=== WHAT NEEDS TO BE DONE ===
Every line of the records below that holds the word "temperature" belongs in the answer.

*** THE DATA Section Begins ***

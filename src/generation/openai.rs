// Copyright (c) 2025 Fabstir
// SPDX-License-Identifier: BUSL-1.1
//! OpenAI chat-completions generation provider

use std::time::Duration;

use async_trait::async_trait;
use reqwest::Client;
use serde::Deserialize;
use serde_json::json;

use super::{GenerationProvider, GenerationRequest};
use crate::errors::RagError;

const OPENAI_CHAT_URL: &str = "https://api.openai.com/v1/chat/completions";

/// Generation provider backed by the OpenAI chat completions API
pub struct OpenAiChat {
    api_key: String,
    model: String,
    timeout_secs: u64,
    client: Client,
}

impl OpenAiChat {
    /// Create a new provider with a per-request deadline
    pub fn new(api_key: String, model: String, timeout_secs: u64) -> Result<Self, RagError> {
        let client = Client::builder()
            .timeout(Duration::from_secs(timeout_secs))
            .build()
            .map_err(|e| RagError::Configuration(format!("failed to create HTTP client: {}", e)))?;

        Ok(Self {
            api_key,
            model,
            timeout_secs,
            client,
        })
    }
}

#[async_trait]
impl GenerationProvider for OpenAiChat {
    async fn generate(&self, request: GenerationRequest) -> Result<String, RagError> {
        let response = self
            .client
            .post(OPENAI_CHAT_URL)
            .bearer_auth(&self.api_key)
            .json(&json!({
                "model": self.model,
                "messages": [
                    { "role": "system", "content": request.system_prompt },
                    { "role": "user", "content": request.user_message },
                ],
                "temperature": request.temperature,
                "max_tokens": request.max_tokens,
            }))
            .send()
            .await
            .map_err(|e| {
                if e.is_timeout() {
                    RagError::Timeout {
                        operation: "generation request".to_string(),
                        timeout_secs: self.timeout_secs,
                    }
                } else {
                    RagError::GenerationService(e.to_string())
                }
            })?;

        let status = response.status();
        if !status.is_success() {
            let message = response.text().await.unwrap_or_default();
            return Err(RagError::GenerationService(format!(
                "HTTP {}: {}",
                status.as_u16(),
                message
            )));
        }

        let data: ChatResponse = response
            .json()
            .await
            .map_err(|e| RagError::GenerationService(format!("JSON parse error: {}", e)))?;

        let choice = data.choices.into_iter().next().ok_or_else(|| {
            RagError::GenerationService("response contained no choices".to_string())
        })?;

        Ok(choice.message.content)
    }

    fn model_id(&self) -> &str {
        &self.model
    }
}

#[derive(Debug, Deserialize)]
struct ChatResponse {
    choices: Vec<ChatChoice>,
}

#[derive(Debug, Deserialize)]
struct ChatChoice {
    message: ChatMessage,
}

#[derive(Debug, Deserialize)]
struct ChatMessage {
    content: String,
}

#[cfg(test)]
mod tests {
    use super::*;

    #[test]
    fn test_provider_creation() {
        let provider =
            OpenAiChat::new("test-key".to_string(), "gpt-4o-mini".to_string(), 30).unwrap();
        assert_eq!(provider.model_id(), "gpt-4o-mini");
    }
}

*** THE DATA Section Ends ***
*** THE DATA Section Begins ***

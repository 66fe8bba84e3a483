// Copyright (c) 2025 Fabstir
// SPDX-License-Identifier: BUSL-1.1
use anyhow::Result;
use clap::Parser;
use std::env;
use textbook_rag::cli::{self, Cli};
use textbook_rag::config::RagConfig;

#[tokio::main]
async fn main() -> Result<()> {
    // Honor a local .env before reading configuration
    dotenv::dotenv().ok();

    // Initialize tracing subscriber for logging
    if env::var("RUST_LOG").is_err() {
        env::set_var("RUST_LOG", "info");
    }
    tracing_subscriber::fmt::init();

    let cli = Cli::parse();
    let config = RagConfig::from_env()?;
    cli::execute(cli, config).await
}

*** THE DATA Section Ends ***
*** THE DATA Section Begins ***

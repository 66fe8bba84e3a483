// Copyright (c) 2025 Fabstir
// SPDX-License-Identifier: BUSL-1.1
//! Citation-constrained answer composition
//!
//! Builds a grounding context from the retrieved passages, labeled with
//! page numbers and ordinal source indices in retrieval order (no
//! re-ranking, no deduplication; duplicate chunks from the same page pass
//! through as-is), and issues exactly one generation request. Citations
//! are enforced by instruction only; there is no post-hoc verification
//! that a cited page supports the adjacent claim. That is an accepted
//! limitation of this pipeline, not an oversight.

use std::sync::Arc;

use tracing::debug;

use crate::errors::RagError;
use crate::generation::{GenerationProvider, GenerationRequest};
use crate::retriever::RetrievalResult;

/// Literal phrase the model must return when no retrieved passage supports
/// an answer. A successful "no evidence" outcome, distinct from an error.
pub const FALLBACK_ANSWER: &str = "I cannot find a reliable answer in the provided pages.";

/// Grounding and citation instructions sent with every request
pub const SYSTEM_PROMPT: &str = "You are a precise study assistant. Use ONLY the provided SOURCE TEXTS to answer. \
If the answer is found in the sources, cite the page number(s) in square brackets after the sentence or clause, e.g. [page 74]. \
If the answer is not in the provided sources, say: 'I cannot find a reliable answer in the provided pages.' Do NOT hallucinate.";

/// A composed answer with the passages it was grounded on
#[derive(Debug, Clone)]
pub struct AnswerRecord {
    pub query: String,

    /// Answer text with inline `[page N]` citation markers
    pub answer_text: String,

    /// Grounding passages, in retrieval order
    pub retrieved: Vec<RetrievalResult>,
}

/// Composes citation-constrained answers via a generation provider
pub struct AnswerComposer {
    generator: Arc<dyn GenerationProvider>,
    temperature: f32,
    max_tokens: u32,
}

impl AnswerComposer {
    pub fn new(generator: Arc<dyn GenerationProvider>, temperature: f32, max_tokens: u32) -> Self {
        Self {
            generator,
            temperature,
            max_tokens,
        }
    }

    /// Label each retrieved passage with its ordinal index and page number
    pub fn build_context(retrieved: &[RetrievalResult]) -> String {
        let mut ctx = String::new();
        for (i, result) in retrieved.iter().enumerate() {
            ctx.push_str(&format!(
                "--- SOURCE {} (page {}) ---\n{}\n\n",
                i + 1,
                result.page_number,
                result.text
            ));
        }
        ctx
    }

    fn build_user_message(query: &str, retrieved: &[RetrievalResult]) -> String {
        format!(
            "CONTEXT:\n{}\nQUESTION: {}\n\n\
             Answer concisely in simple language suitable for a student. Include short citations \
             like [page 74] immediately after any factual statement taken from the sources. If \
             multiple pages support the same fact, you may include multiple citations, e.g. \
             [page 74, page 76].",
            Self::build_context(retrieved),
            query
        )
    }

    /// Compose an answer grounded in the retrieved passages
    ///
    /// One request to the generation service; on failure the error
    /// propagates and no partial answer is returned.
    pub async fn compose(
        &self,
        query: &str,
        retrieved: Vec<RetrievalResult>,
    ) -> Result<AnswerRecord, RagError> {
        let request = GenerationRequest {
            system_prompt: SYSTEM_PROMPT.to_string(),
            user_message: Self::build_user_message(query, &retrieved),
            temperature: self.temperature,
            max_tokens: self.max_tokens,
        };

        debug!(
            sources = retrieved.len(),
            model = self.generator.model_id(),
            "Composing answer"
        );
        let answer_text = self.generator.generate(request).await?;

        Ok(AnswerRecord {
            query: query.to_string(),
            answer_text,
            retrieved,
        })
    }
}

*** THE DATA Section Ends ***

=== SOLUTION BELOW ===
                "temperature": request.temperature,
    temperature: f32,
    pub fn new(generator: Arc<dyn GenerationProvider>, temperature: f32, max_tokens: u32) -> Self {
            temperature,
            temperature: self.temperature,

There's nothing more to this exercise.